**ABOUT THIS EXERCISE:** First find the line with "let raw = (effective" in the entries below, then set down exactly every line through the line with "sum += value * w;", that line included.

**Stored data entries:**
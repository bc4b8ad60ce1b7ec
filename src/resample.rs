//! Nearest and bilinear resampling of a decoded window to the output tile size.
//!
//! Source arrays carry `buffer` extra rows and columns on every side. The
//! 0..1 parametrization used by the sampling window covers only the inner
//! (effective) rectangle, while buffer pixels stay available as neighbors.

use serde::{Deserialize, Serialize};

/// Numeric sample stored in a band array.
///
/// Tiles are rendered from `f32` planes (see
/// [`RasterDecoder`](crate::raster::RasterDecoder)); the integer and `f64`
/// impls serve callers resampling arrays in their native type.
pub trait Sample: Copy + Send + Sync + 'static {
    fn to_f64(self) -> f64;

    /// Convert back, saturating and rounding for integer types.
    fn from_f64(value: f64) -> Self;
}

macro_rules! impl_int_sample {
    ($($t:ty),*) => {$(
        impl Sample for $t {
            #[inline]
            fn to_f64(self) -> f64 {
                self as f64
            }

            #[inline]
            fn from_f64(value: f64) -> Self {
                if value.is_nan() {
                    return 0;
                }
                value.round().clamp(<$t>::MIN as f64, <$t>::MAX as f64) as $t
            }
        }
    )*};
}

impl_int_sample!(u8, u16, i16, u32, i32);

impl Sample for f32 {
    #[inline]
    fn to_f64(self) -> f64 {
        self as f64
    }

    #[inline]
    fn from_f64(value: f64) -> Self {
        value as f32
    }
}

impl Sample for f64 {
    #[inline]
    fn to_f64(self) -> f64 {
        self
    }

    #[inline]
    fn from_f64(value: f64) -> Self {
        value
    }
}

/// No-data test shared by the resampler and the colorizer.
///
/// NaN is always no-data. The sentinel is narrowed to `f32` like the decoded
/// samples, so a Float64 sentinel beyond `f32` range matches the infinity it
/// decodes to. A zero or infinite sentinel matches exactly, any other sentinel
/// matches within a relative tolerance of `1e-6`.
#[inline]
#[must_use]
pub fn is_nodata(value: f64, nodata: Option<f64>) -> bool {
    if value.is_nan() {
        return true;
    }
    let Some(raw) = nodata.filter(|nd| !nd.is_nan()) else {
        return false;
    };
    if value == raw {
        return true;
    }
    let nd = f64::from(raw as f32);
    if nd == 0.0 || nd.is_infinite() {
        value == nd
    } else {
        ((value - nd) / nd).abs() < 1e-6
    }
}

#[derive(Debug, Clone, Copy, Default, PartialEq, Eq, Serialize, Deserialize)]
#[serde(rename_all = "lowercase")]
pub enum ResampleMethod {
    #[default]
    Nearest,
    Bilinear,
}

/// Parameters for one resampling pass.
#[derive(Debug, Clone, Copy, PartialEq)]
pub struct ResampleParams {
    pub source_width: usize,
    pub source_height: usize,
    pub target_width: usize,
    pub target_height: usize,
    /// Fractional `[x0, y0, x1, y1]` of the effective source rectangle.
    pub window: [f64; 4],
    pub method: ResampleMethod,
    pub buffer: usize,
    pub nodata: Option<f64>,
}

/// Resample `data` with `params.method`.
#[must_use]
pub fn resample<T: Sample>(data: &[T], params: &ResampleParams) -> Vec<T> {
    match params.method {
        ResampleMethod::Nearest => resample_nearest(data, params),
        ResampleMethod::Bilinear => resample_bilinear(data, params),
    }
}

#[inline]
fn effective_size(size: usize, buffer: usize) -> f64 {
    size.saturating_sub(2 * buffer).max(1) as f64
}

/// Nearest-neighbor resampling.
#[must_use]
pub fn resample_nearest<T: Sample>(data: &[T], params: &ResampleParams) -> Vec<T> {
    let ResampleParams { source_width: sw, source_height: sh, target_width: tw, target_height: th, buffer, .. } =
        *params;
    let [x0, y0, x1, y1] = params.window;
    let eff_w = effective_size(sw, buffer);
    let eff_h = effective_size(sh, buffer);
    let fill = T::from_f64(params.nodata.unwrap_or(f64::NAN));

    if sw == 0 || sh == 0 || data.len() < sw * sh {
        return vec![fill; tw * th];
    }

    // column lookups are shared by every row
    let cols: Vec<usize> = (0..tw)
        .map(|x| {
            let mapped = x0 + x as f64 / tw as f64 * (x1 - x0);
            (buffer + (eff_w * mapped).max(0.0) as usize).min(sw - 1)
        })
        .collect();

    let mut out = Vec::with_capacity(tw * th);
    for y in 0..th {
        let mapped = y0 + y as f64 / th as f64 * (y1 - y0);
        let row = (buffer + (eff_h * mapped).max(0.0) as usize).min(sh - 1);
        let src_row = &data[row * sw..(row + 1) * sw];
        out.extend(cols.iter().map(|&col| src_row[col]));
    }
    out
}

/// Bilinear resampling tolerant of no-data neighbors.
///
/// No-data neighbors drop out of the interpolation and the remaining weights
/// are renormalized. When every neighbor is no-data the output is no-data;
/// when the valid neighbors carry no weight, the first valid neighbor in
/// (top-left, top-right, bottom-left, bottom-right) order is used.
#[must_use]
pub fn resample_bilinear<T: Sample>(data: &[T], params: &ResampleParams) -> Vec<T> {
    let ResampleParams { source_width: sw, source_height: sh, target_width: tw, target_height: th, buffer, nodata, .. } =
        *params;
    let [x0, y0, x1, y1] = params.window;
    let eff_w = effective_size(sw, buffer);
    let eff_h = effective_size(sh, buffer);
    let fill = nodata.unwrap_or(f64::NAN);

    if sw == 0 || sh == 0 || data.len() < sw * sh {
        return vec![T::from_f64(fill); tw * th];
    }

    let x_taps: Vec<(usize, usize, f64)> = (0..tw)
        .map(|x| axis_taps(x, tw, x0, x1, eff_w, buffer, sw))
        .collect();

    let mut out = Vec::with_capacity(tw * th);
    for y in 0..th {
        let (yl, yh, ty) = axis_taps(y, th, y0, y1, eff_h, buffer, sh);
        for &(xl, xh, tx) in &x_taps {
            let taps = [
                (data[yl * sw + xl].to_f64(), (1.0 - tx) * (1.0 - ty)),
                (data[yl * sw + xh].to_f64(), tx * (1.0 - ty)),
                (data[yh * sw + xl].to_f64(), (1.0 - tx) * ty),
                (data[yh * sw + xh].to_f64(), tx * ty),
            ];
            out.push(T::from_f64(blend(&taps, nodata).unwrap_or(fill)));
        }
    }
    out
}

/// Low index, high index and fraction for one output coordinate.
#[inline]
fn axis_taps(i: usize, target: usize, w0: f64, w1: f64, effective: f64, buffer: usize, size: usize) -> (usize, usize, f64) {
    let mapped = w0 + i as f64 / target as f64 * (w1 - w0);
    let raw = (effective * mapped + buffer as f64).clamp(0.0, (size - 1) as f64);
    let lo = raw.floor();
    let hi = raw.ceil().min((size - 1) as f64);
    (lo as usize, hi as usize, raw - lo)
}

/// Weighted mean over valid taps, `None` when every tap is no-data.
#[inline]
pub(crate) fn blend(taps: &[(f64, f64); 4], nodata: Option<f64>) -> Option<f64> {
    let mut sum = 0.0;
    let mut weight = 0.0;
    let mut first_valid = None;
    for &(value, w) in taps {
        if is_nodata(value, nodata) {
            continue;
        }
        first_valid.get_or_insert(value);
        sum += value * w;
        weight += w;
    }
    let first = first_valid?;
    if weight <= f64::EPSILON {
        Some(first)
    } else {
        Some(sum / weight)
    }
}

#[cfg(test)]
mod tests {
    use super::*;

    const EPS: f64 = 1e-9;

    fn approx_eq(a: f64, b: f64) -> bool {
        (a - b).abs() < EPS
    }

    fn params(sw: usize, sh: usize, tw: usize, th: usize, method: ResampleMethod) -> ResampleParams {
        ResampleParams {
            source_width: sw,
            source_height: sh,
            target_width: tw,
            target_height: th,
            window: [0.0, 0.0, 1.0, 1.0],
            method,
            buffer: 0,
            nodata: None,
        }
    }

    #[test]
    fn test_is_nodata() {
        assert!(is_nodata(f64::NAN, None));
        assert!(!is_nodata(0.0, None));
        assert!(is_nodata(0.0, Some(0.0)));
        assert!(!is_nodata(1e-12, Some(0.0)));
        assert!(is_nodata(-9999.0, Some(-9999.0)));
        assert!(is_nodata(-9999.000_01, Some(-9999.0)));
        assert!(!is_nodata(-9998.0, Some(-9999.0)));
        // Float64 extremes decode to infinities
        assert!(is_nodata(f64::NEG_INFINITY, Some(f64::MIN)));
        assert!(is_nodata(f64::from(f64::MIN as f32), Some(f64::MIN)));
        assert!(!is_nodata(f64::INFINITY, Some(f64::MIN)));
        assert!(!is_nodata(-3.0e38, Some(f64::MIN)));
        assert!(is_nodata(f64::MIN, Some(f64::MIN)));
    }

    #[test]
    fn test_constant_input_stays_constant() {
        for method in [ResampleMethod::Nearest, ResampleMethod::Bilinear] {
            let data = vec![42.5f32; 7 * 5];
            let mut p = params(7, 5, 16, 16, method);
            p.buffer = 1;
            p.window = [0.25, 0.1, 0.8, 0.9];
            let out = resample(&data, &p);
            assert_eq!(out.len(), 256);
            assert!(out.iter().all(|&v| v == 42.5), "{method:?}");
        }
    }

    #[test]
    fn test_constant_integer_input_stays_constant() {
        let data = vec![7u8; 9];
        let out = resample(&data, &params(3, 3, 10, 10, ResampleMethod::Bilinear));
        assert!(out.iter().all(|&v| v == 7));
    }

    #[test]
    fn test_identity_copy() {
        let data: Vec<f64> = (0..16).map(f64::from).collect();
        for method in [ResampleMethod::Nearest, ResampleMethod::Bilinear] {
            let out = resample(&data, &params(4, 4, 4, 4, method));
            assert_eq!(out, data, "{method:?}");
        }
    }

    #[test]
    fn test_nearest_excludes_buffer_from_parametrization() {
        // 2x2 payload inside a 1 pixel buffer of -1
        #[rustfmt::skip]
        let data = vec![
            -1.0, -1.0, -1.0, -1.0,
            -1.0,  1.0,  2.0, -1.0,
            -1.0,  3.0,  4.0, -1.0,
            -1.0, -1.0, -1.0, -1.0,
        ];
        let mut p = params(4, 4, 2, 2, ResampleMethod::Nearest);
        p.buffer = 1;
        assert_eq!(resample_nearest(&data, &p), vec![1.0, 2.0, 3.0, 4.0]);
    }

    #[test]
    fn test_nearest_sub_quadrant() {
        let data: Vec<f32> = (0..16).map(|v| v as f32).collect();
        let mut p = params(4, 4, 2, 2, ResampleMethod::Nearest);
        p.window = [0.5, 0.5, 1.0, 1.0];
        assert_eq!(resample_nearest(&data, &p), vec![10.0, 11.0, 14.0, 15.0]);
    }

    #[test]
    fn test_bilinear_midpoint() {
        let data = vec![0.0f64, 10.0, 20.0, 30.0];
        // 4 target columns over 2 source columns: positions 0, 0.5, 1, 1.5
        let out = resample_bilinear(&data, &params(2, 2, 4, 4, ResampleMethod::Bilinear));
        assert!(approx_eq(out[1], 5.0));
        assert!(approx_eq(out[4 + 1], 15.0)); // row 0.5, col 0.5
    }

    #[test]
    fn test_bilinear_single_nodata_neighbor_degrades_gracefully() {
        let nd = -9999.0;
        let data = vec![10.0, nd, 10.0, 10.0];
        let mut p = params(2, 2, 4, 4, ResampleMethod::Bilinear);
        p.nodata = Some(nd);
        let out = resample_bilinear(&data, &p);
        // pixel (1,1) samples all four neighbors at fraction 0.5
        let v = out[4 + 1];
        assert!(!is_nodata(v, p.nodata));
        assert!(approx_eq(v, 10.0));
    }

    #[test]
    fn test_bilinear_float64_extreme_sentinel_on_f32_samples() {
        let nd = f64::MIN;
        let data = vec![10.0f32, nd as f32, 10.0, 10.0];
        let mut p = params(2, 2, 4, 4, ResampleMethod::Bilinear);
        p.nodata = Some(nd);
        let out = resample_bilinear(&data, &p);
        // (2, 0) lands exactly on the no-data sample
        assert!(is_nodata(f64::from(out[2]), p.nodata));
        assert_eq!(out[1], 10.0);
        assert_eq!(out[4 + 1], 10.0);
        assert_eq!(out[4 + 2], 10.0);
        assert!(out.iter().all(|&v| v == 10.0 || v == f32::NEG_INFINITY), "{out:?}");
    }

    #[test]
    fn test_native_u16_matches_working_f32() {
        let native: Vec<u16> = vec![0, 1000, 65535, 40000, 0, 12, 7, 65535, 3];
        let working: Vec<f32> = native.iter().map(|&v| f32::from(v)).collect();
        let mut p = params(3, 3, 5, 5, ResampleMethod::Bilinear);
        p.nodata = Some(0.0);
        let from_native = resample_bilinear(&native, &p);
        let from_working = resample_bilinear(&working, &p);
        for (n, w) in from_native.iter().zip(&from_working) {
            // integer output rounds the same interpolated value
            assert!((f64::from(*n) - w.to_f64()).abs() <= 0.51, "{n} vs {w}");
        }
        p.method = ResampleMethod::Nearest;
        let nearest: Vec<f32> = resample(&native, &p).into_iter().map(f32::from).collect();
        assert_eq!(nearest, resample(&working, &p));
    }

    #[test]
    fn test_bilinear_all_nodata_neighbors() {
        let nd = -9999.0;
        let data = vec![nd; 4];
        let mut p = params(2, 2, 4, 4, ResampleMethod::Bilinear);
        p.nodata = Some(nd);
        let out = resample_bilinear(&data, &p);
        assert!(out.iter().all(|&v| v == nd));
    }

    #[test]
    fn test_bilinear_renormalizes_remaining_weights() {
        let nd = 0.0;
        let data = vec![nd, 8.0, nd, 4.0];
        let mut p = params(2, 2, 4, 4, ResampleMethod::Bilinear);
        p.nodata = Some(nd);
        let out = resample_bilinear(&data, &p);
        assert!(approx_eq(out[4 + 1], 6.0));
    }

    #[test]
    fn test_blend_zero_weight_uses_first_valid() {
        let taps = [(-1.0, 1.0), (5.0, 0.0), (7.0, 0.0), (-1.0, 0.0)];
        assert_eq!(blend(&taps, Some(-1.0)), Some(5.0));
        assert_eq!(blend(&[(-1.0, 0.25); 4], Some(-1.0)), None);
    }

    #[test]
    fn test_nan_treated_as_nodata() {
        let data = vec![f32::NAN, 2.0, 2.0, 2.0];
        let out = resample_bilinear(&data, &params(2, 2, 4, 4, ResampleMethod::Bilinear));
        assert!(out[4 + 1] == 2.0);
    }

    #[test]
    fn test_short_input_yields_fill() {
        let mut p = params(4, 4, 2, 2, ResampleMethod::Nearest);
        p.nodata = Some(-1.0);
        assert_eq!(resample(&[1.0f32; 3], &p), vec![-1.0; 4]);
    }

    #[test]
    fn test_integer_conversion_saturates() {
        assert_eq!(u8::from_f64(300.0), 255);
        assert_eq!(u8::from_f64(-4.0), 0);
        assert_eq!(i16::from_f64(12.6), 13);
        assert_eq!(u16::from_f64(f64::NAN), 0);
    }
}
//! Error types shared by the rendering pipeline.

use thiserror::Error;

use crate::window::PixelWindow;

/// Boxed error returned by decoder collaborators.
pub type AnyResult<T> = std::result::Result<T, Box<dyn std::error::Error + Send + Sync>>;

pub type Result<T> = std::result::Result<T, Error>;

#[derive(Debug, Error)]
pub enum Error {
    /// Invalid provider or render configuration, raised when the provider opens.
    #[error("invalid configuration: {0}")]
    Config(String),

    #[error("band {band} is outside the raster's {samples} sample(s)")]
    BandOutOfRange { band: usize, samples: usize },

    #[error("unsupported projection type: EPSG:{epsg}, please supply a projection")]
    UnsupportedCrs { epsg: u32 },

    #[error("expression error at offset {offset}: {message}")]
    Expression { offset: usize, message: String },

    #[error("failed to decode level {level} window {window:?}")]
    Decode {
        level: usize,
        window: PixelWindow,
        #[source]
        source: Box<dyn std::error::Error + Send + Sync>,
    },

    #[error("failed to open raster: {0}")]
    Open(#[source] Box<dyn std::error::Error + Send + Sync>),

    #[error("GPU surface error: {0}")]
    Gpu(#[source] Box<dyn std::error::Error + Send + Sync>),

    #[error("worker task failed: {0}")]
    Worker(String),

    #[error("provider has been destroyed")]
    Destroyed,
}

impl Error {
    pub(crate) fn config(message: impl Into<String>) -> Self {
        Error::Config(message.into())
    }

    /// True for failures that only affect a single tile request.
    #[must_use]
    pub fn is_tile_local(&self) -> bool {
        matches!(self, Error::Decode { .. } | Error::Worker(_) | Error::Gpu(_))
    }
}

**WORKED SOLUTION:**
    let raw = (effective * mapped + buffer as f64).clamp(0.0, (size - 1) as f64);
    let lo = raw.floor();
    let hi = raw.ceil().min((size - 1) as f64);
    (lo as usize, hi as usize, raw - lo)
}

/// Weighted mean over valid taps, `None` when every tap is no-data.
#[inline]
pub(crate) fn blend(taps: &[(f64, f64); 4], nodata: Option<f64>) -> Option<f64> {
    let mut sum = 0.0;
    let mut weight = 0.0;
    let mut first_valid = None;
    for &(value, w) in taps {
        if is_nodata(value, nodata) {
            continue;
        }
        first_valid.get_or_insert(value);
        sum += value * w;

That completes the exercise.